Historical population
| Census | Pop. | Note | %± |
| 1830 | 639 |  | — |
| 1840 | 722 |  | 13.0% |
| 1850 | 600 |  | −16.9% |
| 1860 | 694 |  | 15.7% |
| 1870 | 681 |  | −1.9% |
| 1880 | 647 |  | −5.0% |
| 1890 | 584 |  | −9.7% |
| 1900 | 413 |  | −29.3% |
| 1910 | 393 |  | −4.8% |
| 1920 | 459 |  | 16.8% |
| 1930 | 350 |  | −23.7% |
| 1940 | 261 |  | −25.4% |
| 1950 | 252 |  | −3.4% |
| 1960 | 231 |  | −8.3% |
| 1970 | 232 |  | 0.4% |
| 1980 | 287 |  | 23.7% |
| 1990 | 270 |  | −5.9% |
| 2000 | 258 |  | −4.4% |
| 2010 | 260 |  | 0.8% |
| 2020 | 229 |  | −11.9% |
U.S. Decennial Census

===2010 census===
As of the census of 2010, there were 260 people, 124 households, and 82 families living in the town. The population density was 6.5 PD/sqmi. There were 278 housing units at an average density of 7.0 /sqmi. The racial makeup of the town was 97.3% White, 1.9% Pacific Islander, and 0.8% from two or more races.

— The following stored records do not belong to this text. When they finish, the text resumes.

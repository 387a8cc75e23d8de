use thiserror::Error;

/// Reasons a connection is refused at the handshake.
///
/// Every variant maps to HTTP 401; the distinction only reaches the logs.
#[derive(Debug, Error)]
pub enum AuthError {
    #[error("Missing credential")]
    MissingCredential,
    #[error("Malformed token")]
    MalformedToken,
    #[error("Unsupported token algorithm")]
    UnsupportedAlgorithm,
    #[error("Invalid token signature")]
    InvalidSignature,
    #[error("Token expired")]
    TokenExpired,
    #[error("Token is not an access token")]
    WrongTokenType,
    #[error("Token subject is not a user id")]
    InvalidSubject,
    #[error("Unknown user")]
    UnknownUser,
    #[error("Identity lookup failed")]
    Lookup(#[source] anyhow::Error),
}

impl From<base64::DecodeError> for AuthError {
    fn from(_: base64::DecodeError) -> Self {
        Self::MalformedToken
    }
}

impl From<serde_json::Error> for AuthError {
    fn from(_: serde_json::Error) -> Self {
        Self::MalformedToken
    }
}
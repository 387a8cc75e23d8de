use crate::auth::Identity;
use crate::protocol::{ClientMessage, ConnectionId, ErrorCode, ServerMessage};
use crate::server::{ArenaServer, RegisterClientError};
use axum::extract::ws::{Message, WebSocket};
use futures_util::stream::SplitStream;
use futures_util::{SinkExt, StreamExt};
use std::net::SocketAddr;
use std::sync::Arc;
use tokio::sync::mpsc;

use super::sending::{send_immediate_server_message, send_text_message};

pub(super) async fn handle_socket(
    socket: WebSocket,
    server: Arc<ArenaServer>,
    addr: SocketAddr,
    identity: Identity,
) {
    let (mut sender, receiver) = socket.split();
    let queue_capacity = server.config().outbound_queue_capacity.max(1);
    let (tx, mut rx) = mpsc::channel::<Arc<ServerMessage>>(queue_capacity);

    let user_id = identity.user_id;
    let connection_id = match server.register_client(tx, addr, identity).await {
        Ok(connection_id) => {
            tracing::info!(%connection_id, %user_id, client_addr = %addr, "WebSocket connection established");
            connection_id
        }
        Err(err @ RegisterClientError::IpLimitExceeded { .. }) => {
            let error_message = ServerMessage::Error {
                message: err.to_string(),
                error_code: Some(ErrorCode::TooManyConnections),
            };
            if let Err(err) = send_immediate_server_message(&mut sender, &error_message).await {
                tracing::debug!(
                    client_addr = %addr,
                    error = %err,
                    "Failed to send IP limit error frame"
                );
            }
            let _ = sender.close().await;
            return;
        }
    };

    let mut send_task = tokio::spawn(async move {
        while let Some(message) = rx.recv().await {
            if send_text_message(&mut sender, &message, &connection_id)
                .await
                .is_err()
            {
                break;
            }
        }
        let _ = sender.close().await;
    });

    let mut receive_task = tokio::spawn(receive_loop(receiver, server.clone(), connection_id));

    tokio::select! {
        _ = &mut send_task => {
            tracing::debug!(%connection_id, "Send task completed");
            receive_task.abort();
        }
        _ = &mut receive_task => {
            tracing::debug!(%connection_id, "Receive task completed");
            send_task.abort();
        }
    }

    server.unregister_client(&connection_id).await;
}

async fn receive_loop(
    mut receiver: SplitStream<WebSocket>,
    server: Arc<ArenaServer>,
    connection_id: ConnectionId,
) {
    let max_size = server.config().max_message_size;

    while let Some(msg) = receiver.next().await {
        let msg = match msg {
            Ok(msg) => msg,
            Err(e) => {
                tracing::warn!(%connection_id, "WebSocket error: {}", e);
                break;
            }
        };

        match msg {
            Message::Text(text) => {
                if text.len() > max_size {
                    tracing::warn!(
                        %connection_id,
                        size = text.len(),
                        max = max_size,
                        "Message exceeds size limit"
                    );
                    server
                        .send_error_to_connection(&connection_id, ErrorCode::MessageTooLarge)
                        .await;
                    continue;
                }

                match serde_json::from_str::<ClientMessage>(text.as_str()) {
                    Ok(message) => server.handle_client_message(&connection_id, message).await,
                    Err(err) => {
                        server.metrics().increment_invalid_messages();
                        tracing::debug!(%connection_id, error = %err, "Rejected client frame");
                        server
                            .send_error_to_connection(&connection_id, ErrorCode::InvalidMessage)
                            .await;
                    }
                }
            }
            Message::Binary(_) => {
                server.metrics().increment_invalid_messages();
                server
                    .send_error_to_connection(&connection_id, ErrorCode::InvalidMessage)
                    .await;
            }
            Message::Close(_) => {
                tracing::info!(%connection_id, "WebSocket connection closed");
                break;
            }
            _ => {}
        }
    }
}
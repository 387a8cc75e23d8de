//! WebSocket configuration types.

use super::defaults::default_outbound_queue_capacity;
use serde::{Deserialize, Serialize};

/// WebSocket configuration.
#[derive(Debug, Deserialize, Serialize, Clone)]
pub struct WebSocketConfig {
    /// Per-connection outbound message queue capacity; messages beyond it are dropped
    #[serde(default = "default_outbound_queue_capacity")]
    pub outbound_queue_capacity: usize,
}

impl Default for WebSocketConfig {
    fn default() -> Self {
        Self {
            outbound_queue_capacity: default_outbound_queue_capacity(),
        }
    }
}

impl WebSocketConfig {
    /// Validate WebSocket configuration
    pub fn validate(&self) -> anyhow::Result<()> {
        if self.outbound_queue_capacity < 8 {
            anyhow::bail!(
                "websocket.outbound_queue_capacity must be at least 8 (configured: {})",
                self.outbound_queue_capacity
            );
        }
        Ok(())
    }
}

There were 124 households, of which 18.5% had children under the age of 18 living with them, 54.0% were married couples living together, 8.1% had a female householder with no husband present, 4.0% had a male householder with no wife present, and 33.9% were non-families. 31.5% of all households were made up of individuals, and 11.3% had someone living alone who was 65 years of age or older. The average household size was 2.10 and the average family size was 2.54.

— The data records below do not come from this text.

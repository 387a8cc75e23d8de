use super::token::{decode_access_token, ACCESS_TOKEN_TYPE};
use super::AuthError;
use crate::database::RaceStore;
use crate::protocol::UserId;
use axum::http::{header::AUTHORIZATION, HeaderMap};
use std::sync::Arc;

/// Who a connection belongs to, resolved once at the handshake.
#[derive(Debug, Clone, PartialEq, Eq)]
pub struct Identity {
    pub user_id: UserId,
    pub display_name: String,
}

/// Pick the credential from the `token` query parameter, falling back to an
/// `Authorization: Bearer` header.
pub fn extract_credential<'a>(query_token: Option<&'a str>, headers: &'a HeaderMap) -> Option<&'a str> {
    query_token
        .map(str::trim)
        .filter(|token| !token.is_empty())
        .or_else(|| {
            headers
                .get(AUTHORIZATION)
                .and_then(|value| value.to_str().ok())
                .map(|value| value.strip_prefix("Bearer ").unwrap_or(value).trim())
                .filter(|token| !token.is_empty())
        })
}

/// Verifies access tokens and resolves the user behind them.
pub struct IdentityGate {
    secret: Vec<u8>,
    store: Arc<dyn RaceStore>,
}

impl IdentityGate {
    pub fn new(secret: impl Into<Vec<u8>>, store: Arc<dyn RaceStore>) -> Self {
        Self {
            secret: secret.into(),
            store,
        }
    }

    pub async fn authenticate_connection(
        &self,
        credential: Option<&str>,
    ) -> Result<Identity, AuthError> {
        let token = credential.ok_or(AuthError::MissingCredential)?;
        let claims = decode_access_token(token, &self.secret, chrono::Utc::now().timestamp())?;
        if claims.token_type != ACCESS_TOKEN_TYPE {
            return Err(AuthError::WrongTokenType);
        }
        let user_id: UserId = claims
            .sub
            .trim()
            .parse()
            .map_err(|_| AuthError::InvalidSubject)?;

        let user = self
            .store
            .get_user(&user_id)
            .await
            .map_err(AuthError::Lookup)?
            .ok_or(AuthError::UnknownUser)?;

        Ok(Identity {
            user_id,
            display_name: user.name,
        })
    }
}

The median age in the town was 50.3 years. 15.4% of residents were under the age of 18; 4.2% were between the ages of 18 and 24; 21.9% were from 25 to 44; 34.5% were from 45 to 64; and 23.8% were 65 years of age or older. The gender makeup of the town was 50.0% male and 50.0% female.

===2000 census===
As of the census of 2000, there were 258 people, 113 households, and 74 families living in the town. The population density was 6.5 people per square mile (2.5/km^{2}). There were 213 housing units at an average density of 5.3 per square mile (2.1/km^{2}). The racial makeup of the town was 99.61% White and 0.39% Native American. Hispanic or Latino people of any race were 1.55% of the population.

There were 113 households, out of which 21.2% had children under the age of 18 living with them, 53.1% were married couples living together, 8.0% had a female householder with no husband present, and 34.5% were non-families. 26.5% of all households were made up of individuals, and 13.3% had someone living alone who was 65 years of age or older. The average household size was 2.28 and the average family size was 2.68.

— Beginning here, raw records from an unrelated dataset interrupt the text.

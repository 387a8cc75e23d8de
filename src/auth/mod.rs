pub mod error;
pub mod identity;
pub mod token;

pub use error::AuthError;
pub use identity::{extract_credential, Identity, IdentityGate};
pub use token::{decode_access_token, encode_access_token, AccessClaims, ACCESS_TOKEN_TYPE};
use serde::{Deserialize, Serialize};
use std::sync::atomic::{AtomicU64, Ordering};

/// Process-wide counters for the matchmaking server
#[derive(Debug, Default)]
pub struct ServerMetrics {
    // Connection metrics
    pub total_connections: AtomicU64,
    pub active_connections: AtomicU64,
    pub disconnections: AtomicU64,
    pub rejected_handshakes: AtomicU64,
    pub connection_limit_rejections: AtomicU64,
    pub invalid_messages: AtomicU64,

    // Queue metrics
    pub queue_joins: AtomicU64,
    pub queue_leaves: AtomicU64,

    // Match lifecycle metrics
    pub matches_formed: AtomicU64,
    pub formation_failures: AtomicU64,
    pub matches_settled: AtomicU64,
    pub matches_cancelled: AtomicU64,
    pub active_matches: AtomicU64,
    pub settlement_write_failures: AtomicU64,

    // Racer event metrics
    pub racer_events: AtomicU64,
    pub ignored_events: AtomicU64,
    pub forfeits: AtomicU64,
}

#[derive(Debug, Serialize, Deserialize, Clone, PartialEq, Eq)]
pub struct MetricsSnapshot {
    pub timestamp: chrono::DateTime<chrono::Utc>,
    pub connections: ConnectionMetrics,
    pub queues: QueueMetrics,
    pub matches: MatchMetrics,
    pub events: EventMetrics,
}

#[derive(Debug, Serialize, Deserialize, Clone, PartialEq, Eq)]
pub struct ConnectionMetrics {
    pub total_connections: u64,
    pub active_connections: u64,
    pub disconnections: u64,
    pub rejected_handshakes: u64,
    pub connection_limit_rejections: u64,
    pub invalid_messages: u64,
}

#[derive(Debug, Serialize, Deserialize, Clone, PartialEq, Eq)]
pub struct QueueMetrics {
    pub queue_joins: u64,
    pub queue_leaves: u64,
}

#[derive(Debug, Serialize, Deserialize, Clone, PartialEq, Eq)]
pub struct MatchMetrics {
    pub matches_formed: u64,
    pub formation_failures: u64,
    pub matches_settled: u64,
    pub matches_cancelled: u64,
    pub active_matches: u64,
    pub settlement_write_failures: u64,
}

#[derive(Debug, Serialize, Deserialize, Clone, PartialEq, Eq)]
pub struct EventMetrics {
    pub racer_events: u64,
    pub ignored_events: u64,
    pub forfeits: u64,
}

fn saturating_decrement(counter: &AtomicU64) {
    let _ = counter.fetch_update(Ordering::Relaxed, Ordering::Relaxed, |current| {
        current.checked_sub(1)
    });
}

impl ServerMetrics {
    pub fn new() -> Self {
        Self::default()
    }

    // Connection metrics
    pub fn increment_connections(&self) {
        self.total_connections.fetch_add(1, Ordering::Relaxed);
        self.active_connections.fetch_add(1, Ordering::Relaxed);
    }

    pub fn decrement_active_connections(&self) {
        saturating_decrement(&self.active_connections);
        self.disconnections.fetch_add(1, Ordering::Relaxed);
    }

    pub fn increment_rejected_handshakes(&self) {
        self.rejected_handshakes.fetch_add(1, Ordering::Relaxed);
    }

    pub fn increment_connection_limit_rejections(&self) {
        self.connection_limit_rejections
            .fetch_add(1, Ordering::Relaxed);
    }

    pub fn increment_invalid_messages(&self) {
        self.invalid_messages.fetch_add(1, Ordering::Relaxed);
    }

    // Queue metrics
    pub fn increment_queue_joins(&self) {
        self.queue_joins.fetch_add(1, Ordering::Relaxed);
    }

    pub fn increment_queue_leaves(&self) {
        self.queue_leaves.fetch_add(1, Ordering::Relaxed);
    }

    // Match lifecycle metrics
    pub fn increment_matches_formed(&self) {
        self.matches_formed.fetch_add(1, Ordering::Relaxed);
        self.active_matches.fetch_add(1, Ordering::Relaxed);
    }

    pub fn increment_formation_failures(&self) {
        self.formation_failures.fetch_add(1, Ordering::Relaxed);
    }

    pub fn increment_matches_settled(&self) {
        self.matches_settled.fetch_add(1, Ordering::Relaxed);
    }

    pub fn increment_matches_cancelled(&self) {
        self.matches_cancelled.fetch_add(1, Ordering::Relaxed);
    }

    /// A session left the active table, whether settled or cancelled.
    pub fn decrement_active_matches(&self) {
        saturating_decrement(&self.active_matches);
    }

    pub fn add_settlement_write_failures(&self, count: usize) {
        self.settlement_write_failures
            .fetch_add(count as u64, Ordering::Relaxed);
    }

    // Racer event metrics
    pub fn increment_racer_events(&self) {
        self.racer_events.fetch_add(1, Ordering::Relaxed);
    }

    pub fn increment_ignored_events(&self) {
        self.ignored_events.fetch_add(1, Ordering::Relaxed);
    }

    pub fn increment_forfeits(&self) {
        self.forfeits.fetch_add(1, Ordering::Relaxed);
    }

    pub fn snapshot(&self) -> MetricsSnapshot {
        let load = |counter: &AtomicU64| counter.load(Ordering::Relaxed);
        MetricsSnapshot {
            timestamp: chrono::Utc::now(),
            connections: ConnectionMetrics {
                total_connections: load(&self.total_connections),
                active_connections: load(&self.active_connections),
                disconnections: load(&self.disconnections),
                rejected_handshakes: load(&self.rejected_handshakes),
                connection_limit_rejections: load(&self.connection_limit_rejections),
                invalid_messages: load(&self.invalid_messages),
            },
            queues: QueueMetrics {
                queue_joins: load(&self.queue_joins),
                queue_leaves: load(&self.queue_leaves),
            },
            matches: MatchMetrics {
                matches_formed: load(&self.matches_formed),
                formation_failures: load(&self.formation_failures),
                matches_settled: load(&self.matches_settled),
                matches_cancelled: load(&self.matches_cancelled),
                active_matches: load(&self.active_matches),
                settlement_write_failures: load(&self.settlement_write_failures),
            },
            events: EventMetrics {
                racer_events: load(&self.racer_events),
                ignored_events: load(&self.ignored_events),
                forfeits: load(&self.forfeits),
            },
        }
    }
}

In the town, the population was spread out, with 20.9% under the age of 18, 5.8% from 18 to 24, 19.8% from 25 to 44, 36.0% from 45 to 64, and 17.4% who were 65 years of age or older. The median age was 47 years. For every 100 females, there were 115.0 males. For every 100 females age 18 and over, there were 108.2 males.

The median income for a household in the town was $17,083, and the median income for a family was $21,667. Males had a median income of $20,625 versus $16,875 for females. The per capita income for the town was $11,216. About 17.1% of families and 16.9% of the population were below the poverty line, including 5.3% of those under the age of eighteen and 26.0% of those 65 or over.